Yesterday was not a fun day. Tooth #12 was ripped out of my head. Yep. That’s its name–tooth #12. That’s the one that if you don’t get it replaced, you look like you just stepped out of the movie Deliverance.
My misery started earlier last week with a little pain that I dismissed because I had successfully completed my six-month dental checkup a couple of weeks before. I realized the pain was real when my tooth broke in half while I was having my relaxing lunch at the river.
You can read about that here.
Talk about a way to ruin your day. I called the dentist, and of course couldn’t see him until the next day. When I got there, I had all kinds of fun on his carnival ride where he turns me upside down on my head to the point I am sliding headfirst to the floor. Man!
After feeling my tooth shift under his finger, he told me that it was one of those freak things that rarely happen. Lucky me. Then, he says he’s going to pull it.
Say what? Um, are you going to put me to sleep? I knew the answer was no, so we talked and decided I’d go to an oral surgeon. He got me in that day, so I left one office and proceeded directly to the other.
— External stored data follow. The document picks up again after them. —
use super::*;

const CLIP_JSON: &str = r#"{
    "streams": [
        { "codec_type": "audio", "duration": "11.977000" },
        { "codec_type": "video", "width": 1080, "height": 1920,
          "r_frame_rate": "30000/1001", "duration": "11.978633" }
    ],
    "format": { "duration": "12.000000" }
}"#;

#[test]
fn video_info_reads_geometry_rate_and_container_duration() {
    let parsed = ProbeOut::parse(CLIP_JSON.as_bytes()).unwrap();
    let info = video_info_from_probe(Path::new("bg.mp4"), &parsed).unwrap();
    assert_eq!(info.canvas, Canvas::new(1080, 1920));
    assert_eq!(info.fps, Fps::new(30000, 1001).unwrap());
    assert!((info.duration_secs - 12.0).abs() < 1e-9);
}

#[test]
fn stream_durations_are_per_codec_type() {
    let parsed = ProbeOut::parse(CLIP_JSON.as_bytes()).unwrap();
    assert_eq!(parsed.stream_duration("audio"), Some(11.977));
    assert_eq!(parsed.stream_duration("video"), Some(11.978633));
    assert_eq!(parsed.stream_duration("subtitle"), None);
}

#[test]
fn video_info_without_video_stream_is_media_read_error() {
    let parsed =
        ProbeOut::parse(br#"{"streams":[{"codec_type":"audio"}],"format":{"duration":"3"}}"#)
            .unwrap();
    let err = video_info_from_probe(Path::new("voice.mp3"), &parsed).unwrap_err();
    assert!(matches!(err, ReelError::MediaRead { .. }));
    assert_eq!(err.path(), Some(Path::new("voice.mp3")));
}

#[test]
fn non_positive_durations_are_ignored() {
    let parsed = ProbeOut::parse(br#"{"streams":[],"format":{"duration":"N/A"}}"#).unwrap();
    assert_eq!(parsed.format_duration(), None);
    let parsed = ProbeOut::parse(br#"{"format":{"duration":"0.000"}}"#).unwrap();
    assert_eq!(parsed.format_duration(), None);
}

#[test]
fn missing_and_empty_files_fail_before_ffprobe() {
    let dir = tempfile::tempdir().unwrap();
    let missing = dir.path().join("missing.mp3");
    let err = probe_audio_duration(&missing).unwrap_err();
    assert!(matches!(err, ReelError::MediaRead { .. }));

    let empty = dir.path().join("empty.mp3");
    std::fs::write(&empty, b"").unwrap();
    let err = probe_audio_duration(&empty).unwrap_err();
    assert!(err.to_string().contains("file is empty"));
}
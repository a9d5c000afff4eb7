use super::*;

#[test]
fn corners_are_transparent_and_interior_opaque() {
    let mask = rounded_rect_mask(Canvas::new(100, 50), 12);
    assert_eq!(mask.dimensions(), (100, 50));
    for (x, y) in [(0, 0), (99, 0), (0, 49), (99, 49)] {
        assert_eq!(mask.get_pixel(x, y).0[0], 0, "corner ({x},{y})");
    }
    for (x, y) in [(50, 25), (50, 0), (0, 25), (99, 25), (12, 12)] {
        assert_eq!(mask.get_pixel(x, y).0[0], 255, "pixel ({x},{y})");
    }
}

#[test]
fn corner_arc_is_antialiased() {
    let mask = rounded_rect_mask(Canvas::new(100, 50), 12);
    // The arc crosses the diagonal of the corner box near (3.5, 3.5).
    let partial = (0..12)
        .map(|i| mask.get_pixel(i, i).0[0])
        .filter(|v| *v > 0 && *v < 255)
        .count();
    assert!(partial >= 1);
}

#[test]
fn mask_is_symmetric() {
    let mask = rounded_rect_mask(Canvas::new(40, 30), 9);
    for y in 0..30 {
        for x in 0..40 {
            let v = mask.get_pixel(x, y).0[0];
            assert_eq!(v, mask.get_pixel(39 - x, y).0[0]);
            assert_eq!(v, mask.get_pixel(x, 29 - y).0[0]);
        }
    }
}

#[test]
fn zero_radius_is_fully_opaque() {
    let mask = rounded_rect_mask(Canvas::new(8, 8), 0);
    assert!(mask.pixels().all(|p| p.0[0] == 255));
}

#[test]
fn oversized_radius_is_clamped_to_half_the_short_side() {
    let mask = rounded_rect_mask(Canvas::new(60, 20), 500);
    assert_eq!(mask.get_pixel(0, 0).0[0], 0);
    assert_eq!(mask.get_pixel(30, 10).0[0], 255);
    // Pill shape: the middle of the left edge is on the arc, not cut away.
    assert!(mask.get_pixel(0, 10).0[0] > 0);
}

#[test]
fn apply_mask_scales_alpha_only() {
    let mut img = RgbaImage::from_pixel(4, 4, image::Rgba([10, 20, 30, 200]));
    let mut mask = GrayImage::from_pixel(4, 4, Luma([255]));
    mask.put_pixel(0, 0, Luma([0]));
    mask.put_pixel(1, 0, Luma([128]));
    apply_mask(&mut img, &mask).unwrap();
    assert_eq!(img.get_pixel(0, 0).0, [10, 20, 30, 0]);
    assert_eq!(img.get_pixel(1, 0).0, [10, 20, 30, 100]);
    assert_eq!(img.get_pixel(2, 2).0, [10, 20, 30, 200]);
}

#[test]
fn apply_mask_rejects_size_mismatch() {
    let mut img = RgbaImage::new(4, 4);
    let mask = GrayImage::new(3, 4);
    assert!(matches!(
        apply_mask(&mut img, &mask),
        Err(ReelError::Composition(_))
    ));
}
When my oral surgeon walked in, he said, “Do I know you?” I told him he had pulled my wicked wisdom tooth with the roots wrapped around my jawbone a year and a half ago. He still didn’t remember until I reminded him of what I told him.
“I weigh more than I look like I do, and I want you to be sure and give me enough stuff to make sure I’m out. I don’t want to know I’m in the world,” I said.
“It seems like I do remember that conversation,” he said with a grin.
The reason I told him that is because on another tooth-ripping occasion (yes, that’s three!) I knew EVERYTHING the oral surgeon was doing. Not fun.
As much as you can love an oral surgeon, I love this one. Both times he has knocked me out completely with what he calls “the good stuff,” and brought me back to life again. His nurse is awesome, and makes me feel as at ease as possible.
I had a bonus of seeing these pretty leaves upon entering the office. I was so goofy on the way out that I didn’t notice them then. 😀
After a swollen-face day yesterday, all is better today. Oh, and I’ve had hardly anything to eat the last three days, and guess how much weight I’ve lost? Not one ounce.
You’d think I’d at least get that bonus.